Ya, if you see a best before rather than a roast date pretty much forget it.

Sent from my Nexus 4 using Tapatalk 2


----------



## MWJB (Feb 28, 2012)

I have good results with Waitrose beans, tend to be a darker roast, Lavazza medium roast (black bag), there's the tins of Illy (both Lavazza & Illy are "preserved"), Cafe Direct (Peru) beans can be great if not too far gone, Taylors of Harrogate Kenya too...in fact at £2 or £3 a bag it's always worth a punt...what's the worst that can happen?

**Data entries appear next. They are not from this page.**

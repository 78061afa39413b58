//! Capture linked pairs as shared file paths

use crate::link::PaneLink;
use crate::pane::Workspace;
use std::collections::HashSet;

/// One path per linked pair, in link order.
///
/// Pairs where either pane shows no file are skipped. Only the first pane's
/// path is recorded; the two panes may have drifted apart since linking.
pub fn capture_saved_pairs<W: Workspace + ?Sized>(pairs: &[PaneLink], host: &W) -> Vec<String> {
    let mut visited = HashSet::new();
    let mut paths = Vec::new();

    for link in pairs {
        if !visited.insert(link.first) || !visited.insert(link.second) {
            continue;
        }
        let Some(path) = host.displayed_file(link.first) else {
            continue;
        };
        if host.displayed_file(link.second).is_none() {
            continue;
        }
        paths.push(path);
    }

    paths
}
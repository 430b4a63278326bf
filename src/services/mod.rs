//! Business logic services

pub mod catalog;
pub mod users;

pub use catalog::Catalog;
pub use users::CredentialStore;
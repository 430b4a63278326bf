//! Credential store: username to password map backed by a flat file

use indexmap::IndexMap;
use std::path::Path;

use crate::{
    error::{AppError, AppResult},
    repository::CredentialsFile,
};

/// In-memory credentials, loaded at start and flushed back to disk.
///
/// Passwords are kept and compared in plain text, exactly as they appear in
/// the credentials file. This store must not be used for anything that needs
/// real account security.
#[derive(Debug, Clone, Default, PartialEq, Eq)]
pub struct CredentialStore {
    users: IndexMap<String, String>,
}

impl CredentialStore {
    pub fn new() -> Self {
        Self::default()
    }

    /// Load credentials from a file; a missing file yields an empty store
    pub fn load(path: &Path) -> AppResult<Self> {
        let mut store = Self::new();
        for (username, password) in CredentialsFile::new(path).read()? {
            store.users.insert(username, password);
        }
        tracing::info!("Loaded {} accounts from {}", store.len(), path.display());
        Ok(store)
    }

    /// Load credentials, falling back to an empty store if the file cannot be read
    pub fn load_or_empty(path: &Path) -> Self {
        Self::load(path).unwrap_or_else(|e| {
            tracing::warn!(code = e.code() as u32, "Starting with no accounts: {}", e);
            Self::new()
        })
    }

    /// Rewrite the credentials file with every entry
    pub fn save(&self, path: &Path) -> AppResult<()> {
        CredentialsFile::new(path).write(
            self.users
                .iter()
                .map(|(username, password)| (username.as_str(), password.as_str())),
        )?;
        tracing::info!("Saved {} accounts to {}", self.len(), path.display());
        Ok(())
    }

    /// Check a username/password pair against the store
    pub fn authenticate(&self, username: &str, password: &str) -> bool {
        let valid = self
            .users
            .get(username)
            .is_some_and(|stored| stored == password);
        if valid {
            tracing::info!("User authenticated: {}", username);
        } else {
            tracing::warn!("Authentication failed for user: {}", username);
        }
        valid
    }

    /// Register a new account
    pub fn register(&mut self, username: &str, password: &str) -> AppResult<()> {
        if self.users.contains_key(username) {
            return Err(AppError::DuplicateUser(username.to_string()));
        }
        self.users.insert(username.to_string(), password.to_string());
        tracing::info!("Account created: {}", username);
        Ok(())
    }

    pub fn contains(&self, username: &str) -> bool {
        self.users.contains_key(username)
    }

    pub fn len(&self) -> usize {
        self.users.len()
    }

    pub fn is_empty(&self) -> bool {
        self.users.is_empty()
    }
}
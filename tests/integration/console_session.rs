//! Full console sessions with scripted input

use std::io::Cursor;

use elidune_kiosk::{
    config::AppConfig,
    console::ConsoleFrontend,
    services::CredentialStore,
    session::{SessionFlow, SessionOutcome, SessionSettings},
    AppError,
};
use tempfile::TempDir;

type ScriptedConsole = ConsoleFrontend<Cursor<String>, Vec<u8>>;

fn session(temp: &TempDir, input: &str, store: CredentialStore) -> SessionFlow<ScriptedConsole> {
    let mut config = AppConfig::default();
    config.credentials.path = temp.path().join("credentials.txt");
    let console = ConsoleFrontend::new(Cursor::new(input.to_string()), Vec::new());
    SessionFlow::new(console, store, SessionSettings::from(&config))
}

fn transcript(session: SessionFlow<ScriptedConsole>) -> String {
    let (console, _, _) = session.into_parts();
    let (_, output) = console.into_inner();
    String::from_utf8(output).unwrap()
}

#[test]
fn test_register_then_borrow() {
    let temp = TempDir::new().unwrap();
    let mut session = session(
        &temp,
        "2\ncarol\npw1\nThe Hunger Games\nB\n",
        CredentialStore::new(),
    );
    session.run().unwrap();

    assert!(matches!(session.outcome(), Some(SessionOutcome::Borrowed { .. })));
    let book = session.catalog().get_book("The Hunger Games").unwrap();
    assert_eq!(book.author, "Suzanne Collins");
    assert!(book.borrowed);

    let output = transcript(session);
    assert!(output.contains("Welcome to the Library Management System!"));
    assert!(output.contains("Account created successfully!"));
    assert!(output.contains("The Lord of the Rings by J.R.R. Tolkien"));
    assert!(output.contains("You have successfully borrowed the book The Hunger Games"));

    let reloaded = CredentialStore::load(&temp.path().join("credentials.txt")).unwrap();
    assert!(reloaded.authenticate("carol", "pw1"));
}

#[test]
fn test_retry_after_bad_login() {
    let temp = TempDir::new().unwrap();
    let mut store = CredentialStore::new();
    store.register("alice", "x").unwrap();

    let mut session = session(
        &temp,
        "9\n1\nalice\nwrong\n1\nalice\nx\nDune\n",
        store,
    );
    session.run().unwrap();

    assert!(matches!(
        session.outcome(),
        Some(SessionOutcome::Rejected { error: AppError::BookNotFound(_), .. })
    ));

    let output = transcript(session);
    assert!(output.contains("Invalid choice. Please try again."));
    assert!(output.contains("Invalid username or password. Please try again."));
    assert!(output.contains("Login successful!"));
    assert!(output.ends_with("That book is not available.\n"));
}

#[test]
fn test_return_is_rejected_for_available_book() {
    let temp = TempDir::new().unwrap();
    let mut store = CredentialStore::new();
    store.register("alice", "x").unwrap();

    let mut session = session(&temp, "1\nalice\nx\nThe Hunger Games\nreturn\n", store);
    session.run().unwrap();

    assert!(matches!(
        session.outcome(),
        Some(SessionOutcome::Rejected { error: AppError::NotBorrowed(_), .. })
    ));
    assert!(transcript(session).contains("is not currently borrowed"));
}

#[test]
fn test_exit_and_closed_input() {
    let temp = TempDir::new().unwrap();

    let mut exited = session(&temp, "0\n", CredentialStore::new());
    exited.run().unwrap();
    assert!(matches!(exited.outcome(), Some(SessionOutcome::Exited)));
    assert!(transcript(exited).ends_with("Exiting the program...\n"));

    let mut closed = session(&temp, "", CredentialStore::new());
    closed.run().unwrap();
    assert!(matches!(closed.outcome(), Some(SessionOutcome::Exited)));

    assert!(!temp.path().join("credentials.txt").exists());
}

#[test]
fn test_closed_input_after_login() {
    let temp = TempDir::new().unwrap();
    let mut store = CredentialStore::new();
    store.register("alice", "x").unwrap();

    let mut session = session(&temp, "1\nalice\nx\n", store);
    session.run().unwrap();

    assert!(matches!(session.outcome(), Some(SessionOutcome::Exited)));
    assert!(transcript(session).ends_with("Exiting the program...\n"));
    assert!(!temp.path().join("credentials.txt").exists());
}
//! Credential store persistence scenarios

use std::fs;

use elidune_kiosk::{services::CredentialStore, AppError};
use tempfile::TempDir;

#[test]
fn test_missing_file_then_register_and_reload() {
    let temp = TempDir::new().unwrap();
    let path = temp.path().join("credentials.txt");

    let mut store = CredentialStore::load(&path).unwrap();
    assert!(store.is_empty());

    store.register("carol", "pw1").unwrap();
    store.save(&path).unwrap();

    let reloaded = CredentialStore::load(&path).unwrap();
    assert!(reloaded.authenticate("carol", "pw1"));
    assert!(!reloaded.authenticate("carol", "PW1"));
}

#[test]
fn test_save_keeps_previously_loaded_entries() {
    let temp = TempDir::new().unwrap();
    let path = temp.path().join("credentials.txt");
    fs::write(&path, "alice:x\nbob:y\n").unwrap();

    let mut store = CredentialStore::load(&path).unwrap();
    store.register("carol", "pw1").unwrap();
    store.save(&path).unwrap();

    let reloaded = CredentialStore::load(&path).unwrap();
    assert_eq!(reloaded.len(), 3);
    assert!(reloaded.authenticate("alice", "x"));
    assert!(reloaded.authenticate("bob", "y"));
    assert!(reloaded.authenticate("carol", "pw1"));
}

#[test]
fn test_duplicate_registration_keeps_first_password() {
    let mut store = CredentialStore::new();
    store.register("alice", "x").unwrap();
    assert!(matches!(store.register("alice", "y"), Err(AppError::DuplicateUser(_))));
    assert!(store.authenticate("alice", "x"));
}

#[test]
fn test_malformed_lines_are_ignored() {
    let temp = TempDir::new().unwrap();
    let path = temp.path().join("credentials.txt");
    fs::write(&path, "no separator\nalice:x\ntoo:many:fields\n\n").unwrap();

    let store = CredentialStore::load(&path).unwrap();
    assert_eq!(store.len(), 1);
    assert!(store.authenticate("alice", "x"));
    assert!(!store.contains("too"));
}
//! Integration tests driving the kiosk through its public API

mod console_session;
mod credentials;
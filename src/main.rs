//! Elidune Kiosk - console front desk
//!
//! Runs one desk session on stdin/stdout.

use anyhow::Context;
use tracing_subscriber::{layer::SubscriberExt, util::SubscriberInitExt};

use elidune_kiosk::{
    config::{AppConfig, LoggingConfig},
    console::ConsoleFrontend,
    services::CredentialStore,
    session::{SessionFlow, SessionSettings},
};

fn main() -> anyhow::Result<()> {
    // Load environment variables from .env file
    dotenvy::dotenv().ok();

    let config = AppConfig::load().context("Failed to load configuration")?;

    init_tracing(&config.logging);

    tracing::info!("Starting Elidune Kiosk v{}", env!("CARGO_PKG_VERSION"));

    let credentials = CredentialStore::load_or_empty(&config.credentials.path);
    let mut session = SessionFlow::new(
        ConsoleFrontend::stdio(),
        credentials,
        SessionSettings::from(&config),
    );
    session.run().context("Console session failed")?;

    tracing::info!(outcome = ?session.outcome(), "Session finished");
    Ok(())
}

/// Logs go to stderr so they stay out of the prompts
fn init_tracing(logging: &LoggingConfig) {
    let filter = tracing_subscriber::EnvFilter::try_from_default_env()
        .unwrap_or_else(|_| format!("elidune_kiosk={}", logging.level).into());

    let registry = tracing_subscriber::registry().with(filter);
    if logging.format == "json" {
        registry
            .with(tracing_subscriber::fmt::layer().json().with_writer(std::io::stderr))
            .init();
    } else {
        registry
            .with(tracing_subscriber::fmt::layer().with_writer(std::io::stderr))
            .init();
    }
}
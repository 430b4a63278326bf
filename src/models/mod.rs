//! Data models for the Elidune kiosk

pub mod book;
pub mod loan;
pub mod user;

// Re-export commonly used types
pub use book::{Book, BookShort};
pub use loan::LoanAction;
pub use user::User;
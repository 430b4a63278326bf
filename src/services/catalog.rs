//! Catalog management service

use indexmap::IndexMap;

use crate::{
    config::SeedBook,
    error::{AppError, AppResult},
    models::book::{Book, BookShort},
};

/// In-memory catalog keyed by exact title, kept in insertion order
#[derive(Debug, Clone, Default)]
pub struct Catalog {
    books: IndexMap<String, Book>,
}

impl Catalog {
    pub fn new() -> Self {
        Self::default()
    }

    /// Build a catalog from a seed list
    pub fn seeded(seed: &[SeedBook]) -> Self {
        let mut catalog = Self::new();
        for book in seed {
            catalog.add_book(&book.title, &book.author);
        }
        tracing::debug!("Catalog seeded with {} books", catalog.len());
        catalog
    }

    /// Add a book, replacing any entry with the same title
    pub fn add_book(&mut self, title: &str, author: &str) {
        if self
            .books
            .insert(title.to_string(), Book::new(title, author))
            .is_some()
        {
            tracing::debug!("Catalog entry replaced: {}", title);
        }
    }

    /// Get a book by exact, case-sensitive title
    pub fn get_book(&self, title: &str) -> AppResult<&Book> {
        self.books
            .get(title)
            .ok_or_else(|| AppError::BookNotFound(title.to_string()))
    }

    pub fn get_book_mut(&mut self, title: &str) -> AppResult<&mut Book> {
        self.books
            .get_mut(title)
            .ok_or_else(|| AppError::BookNotFound(title.to_string()))
    }

    /// List books for display, in insertion order
    pub fn list_books(&self) -> Vec<BookShort> {
        self.books.values().map(BookShort::from).collect()
    }

    /// Borrow a book by title
    pub fn borrow(&mut self, title: &str) -> AppResult<&Book> {
        let book = self.get_book_mut(title)?;
        book.borrow()?;
        tracing::info!("Book borrowed: {}", title);
        Ok(&*book)
    }

    /// Return a book by title
    pub fn return_book(&mut self, title: &str) -> AppResult<&Book> {
        let book = self.get_book_mut(title)?;
        book.return_book()?;
        tracing::info!("Book returned: {}", title);
        Ok(&*book)
    }

    pub fn len(&self) -> usize {
        self.books.len()
    }

    pub fn is_empty(&self) -> bool {
        self.books.is_empty()
    }
}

It is certainly safer to buy beans from a dedicated roaster, who roasts & despatches within a few days.


----------



## Nimble Motionists (Oct 22, 2012)

This thread is pretty helpful in working out how fresh a bag of Supermarket beans is from the use by date http://coffeeforums.co.uk/showthread.php?8787-Union-beans-supplied-to-Waitrose-I-have-the-access-codes-to-the-Zion-mainframe

Using this method I got some half-decent Taylors and Cafe Direct beans when I ran out over the Christmas period. I try to avoid supermarket for espresso as its hard to get a decent pour with them but I used to enjoy Taylors' Lazy Sunday as filter before I got into the speciality coffee thing.


----------



## Big Tony (Dec 18, 2012)

I think beans are in date for approx 12 months from the roast date so look at the best before to work out how fresh they are. If I bought a bag this month which had a best before which was 11 months later, I'd be thinking they were pretty good to go.


----------



## tcr4x4 (Jan 2, 2013)

thomss said:


> Ya, if you see a best before rather than a roast date pretty much forget it.
> 
> Sent from my Nexus 4 using Tapatalk 2


The beans I bought in the RAVE coffee roasters yesterday only have a best before date, so that's not conclusive!


----------



## Steve_S_T (Dec 7, 2012)

As Shaun informs us in the thread that Nimble Motionist links to in post #5, we can be entirely accurate on the roast date by reading the four digit code on the pack - i.e in the code 3012, 3 is the last digit of the year, so 2013 and 012 is the 12th day, so they were roasted 12the january this year. Since reading that post I often find myself looking through supermarket beans just to see when they were roasted with no intention of buying (although if I was in Waitrose and found some Union beans with a 3110 code or similar I'd probably grab them as that indicates they are very recently roasted).

Steve.


----------



## chimpsinties (Jun 13, 2011)

I have no idea why Rave put a BBD on their beans. I think it detracts from the reputation a bit. I know they're fresh roasted so why not show it off.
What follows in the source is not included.